First here, it is easy to see that, without any restrictions on the function $f$ (and assuming such a mild condition as the probability measure $\mu$ being non-atomic), the only lower bound on $|p-\tfrac12|$ is the trivial one, $0$. Indeed, let \begin{equation} C_0:=C_{0,f}:=\{x\in\mathbb{R}^d\colon f(x)=0\},\quad C_1:=C_{1,f}:=\{x\in\mathbb{R}^d\colon f(x)=1\}. \tag{0} \end{equation} Then $p=\mu_0(C_1)+\mu_1(C_0)$ and $\mu_0(C_0)+\mu_0(C_1)+\mu_1(C_0)+\mu_1(C_1)=1$, whence \begin{equation} 2(p-\tfrac12)=\mu_0(C_1)-\mu_1(C_1)+\mu_1(C_0)-\mu_0(C_0). \tag{1} \end{equation} Letting $f(x)=1$ for all $x$, we have $C_0=\emptyset$, $C_1=\mathbb{R}^d$, and hence $2(p-\tfrac12)=\mu_0(\mathbb{R}^d)-\mu_1(\mathbb{R}^d)=:\delta$. Vice versa, letting $f(x)=0$ for all $x$, we have $C_1=\emptyset$, $C_0=\mathbb{R}^d$, and hence $2(p-\tfrac12)=\mu_1(\mathbb{R}^d)-\mu_0(\mathbb{R}^d)=-\delta$. So, if $\mu$ is indeed non-atomic, then for some (bad enough classification rule) $f\colon \mathbb{R}^d \mapsto \{0,1\}$ we will have $2(p-\tfrac12)=\frac12\,\delta+\frac12\,(-\delta)=0$, so that $|p-\tfrac12|=0$.

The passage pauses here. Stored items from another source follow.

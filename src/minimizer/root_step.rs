//! Minimization step in the root representation.
//!
//! Following Monacelli, Errea, Calandra, Mauri (PRB 2017) the step is taken
//! on a matrix root of the dynamical matrix rather than on Φ itself:
//!
//!   Φ → Φ^(1/x),  ∂F/∂Φ → ∂F/∂Φ^(1/x),  Φ^(1/x) → Φ^(1/x) - λ ∂F/∂Φ^(1/x),  Φ' = (Φ^(1/x))^x
//!
//! with x = 1, 2, 4 for the normal, sqrt and root4 representations. Squaring
//! the updated root keeps the new matrix positive semi-definite.

use nalgebra::{DMatrix, DVector};
use num_complex::Complex64;
use crate::error::{Result, SschaError};
use crate::phonons::{hermitian_eigen, spectral_map};
use super::config::{MinimizationAlgorithm, RootRepresentation};

/// Relative size of a negative eigenvalue still accepted as numerical zero away from Γ.
const NEGATIVE_TOLERANCE: f64 = 1e-10;

/// Update every q block of `dyn_q` against `grad_q`.
///
/// At Γ (index 0) negative eigenvalues are set to zero before anything else,
/// so acoustic or marginally unstable branches are never amplified.
pub fn perform_root_step(
    dyn_q: &[DMatrix<Complex64>],
    grad_q: &[DMatrix<Complex64>],
    step_size: f64,
    representation: RootRepresentation,
    algorithm: MinimizationAlgorithm,
) -> Result<Vec<DMatrix<Complex64>>> {
    match algorithm {
        MinimizationAlgorithm::SteepestDescent => {}
        other => {
            return Err(SschaError::NotImplemented(format!(
                "the minimization algorithm {:?} is not implemented", other
            )));
        }
    }

    if dyn_q.len() != grad_q.len() {
        return Err(SschaError::mismatch("q-points of gradient and dynamical matrix", dyn_q.len(), grad_q.len()));
    }
    for (phi, grad) in dyn_q.iter().zip(grad_q.iter()) {
        if phi.shape() != grad.shape() {
            return Err(SschaError::mismatch("gradient block size", phi.nrows(), grad.nrows()));
        }
    }

    let step = Complex64::new(step_size, 0.0);
    if representation == RootRepresentation::Normal {
        return Ok(dyn_q.iter()
            .zip(grad_q.iter())
            .map(|(phi, grad)| phi - grad * step)
            .collect());
    }

    let mut new_dyn = Vec::with_capacity(dyn_q.len());
    for (iq, (phi, grad)) in dyn_q.iter().zip(grad_q.iter()).enumerate() {
        let (eigvals, eigvects) = regularized_eigen(phi, iq == 0)?;

        // Product rule for a matrix square: d(R²) = R dR + dR R
        let mut root = spectral_map(&eigvals, &eigvects, f64::sqrt);
        let mut root_grad = &root * grad + grad * &root;
        if representation == RootRepresentation::Root4 {
            root = spectral_map(&eigvals, &eigvects, |l| l.sqrt().sqrt());
            root_grad = &root * &root_grad + &root_grad * &root;
        }

        let mut updated = root - root_grad * step;
        updated = &updated * &updated;
        if representation == RootRepresentation::Root4 {
            updated = &updated * &updated;
        }
        new_dyn.push(updated);
    }
    Ok(new_dyn)
}

/// The root Φ^(1/x) of a single block, built from its eigen-decomposition.
///
/// With `at_gamma` negative eigenvalues are clamped to zero; elsewhere they are
/// an error unless they are rounding noise.
pub fn root_matrix(
    block: &DMatrix<Complex64>,
    representation: RootRepresentation,
    at_gamma: bool,
) -> Result<DMatrix<Complex64>> {
    if representation == RootRepresentation::Normal {
        return Ok(block.clone());
    }
    let (eigvals, eigvects) = regularized_eigen(block, at_gamma)?;
    let root = match representation {
        RootRepresentation::Root4 => spectral_map(&eigvals, &eigvects, |l| l.sqrt().sqrt()),
        _ => spectral_map(&eigvals, &eigvects, f64::sqrt),
    };
    Ok(root)
}

fn regularized_eigen(block: &DMatrix<Complex64>, at_gamma: bool) -> Result<(DVector<f64>, DMatrix<Complex64>)> {
    let (mut eigvals, eigvects) = hermitian_eigen(block);
    let scale = eigvals.iter().fold(0.0_f64, |m, l| m.max(l.abs()));

    for l in eigvals.iter_mut() {
        if *l >= 0.0 {
            continue;
        }
        if !at_gamma && *l < -NEGATIVE_TOLERANCE * scale {
            return Err(SschaError::Numerical(format!(
                "negative eigenvalue {:.6e} away from Γ has no real root", l
            )));
        }
        *l = 0.0;
    }
    Ok((eigvals, eigvects))
}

Now suppose that the classification rule $f\colon \mathbb{R}^d \mapsto \{0,1\}$ is chosen optimally, as follows: \begin{equation*} f(x)=f_*(x):=I\{g_1(x)>g_0(x)\} \end{equation*} for all $x\in \mathbb{R}^d$, where $I$ is the indicator function and for each $i=1,2$ the function $g_i$ is the density of $\mu_i$ with respect to (say) the measure $\mu=\mu_0+\mu_1$. Then, by (1) and (0), \begin{equation*} 2(p_{f_*}-\tfrac12)=-|\mu_0(C_1)-\mu_1(C_1)|-|\mu_1(C_0)-\mu_0(C_0)|=-\|\mu_0-\mu_1\|, \end{equation*} so that \begin{equation*} 2|p_{f_*}-\tfrac12|=\|\mu_0-\mu_1\|. \end{equation*} (On the other hand, again by (1), \begin{equation*} 2|p_f-\tfrac12|\le|\mu_0(C_1)-\mu_1(C_1)|+|\mu_1(C_0)-\mu_0(C_0)|\le\|\mu_0-\mu_1\| \end{equation*} for all $f$, which shows that the choice $f=f_*$ is indeed optimal in the sense that it maximizes $|p_f-\tfrac12|$; moreover and more importantly, this choice of $f$ is also optimal in the sense that it minimizes the misclassification probability $p_f$.) Thus, for $f=f_*$ we have indeed an upper bound in terms of the total variation norm $\|\mu_0-\mu_1\|$:
\begin{equation*} P\Big(\frac1n\sum_{i=1}^n Z_i \ge EZ + \varepsilon\Big)\le\frac{1-\|\mu_0-\mu_1\|^2}{4n\varepsilon^2}. \end{equation*} This bound can be vastly improved, again for $f=f_*$. E.g., bound (2.2) in Hoeffding 1963 yields
\begin{equation*} P\Big(\frac1n\sum_{i=1}^n Z_i \ge EZ + \varepsilon\Big)\le \exp\{-n\varepsilon^2 h(\|\mu_0-\mu_1\|)\}, \end{equation*} where $h(u):=\frac1u\,\ln\frac{1+u}{1-u}$, which is increasing from $2$ to $\infty$ in $u\in(0,1)$.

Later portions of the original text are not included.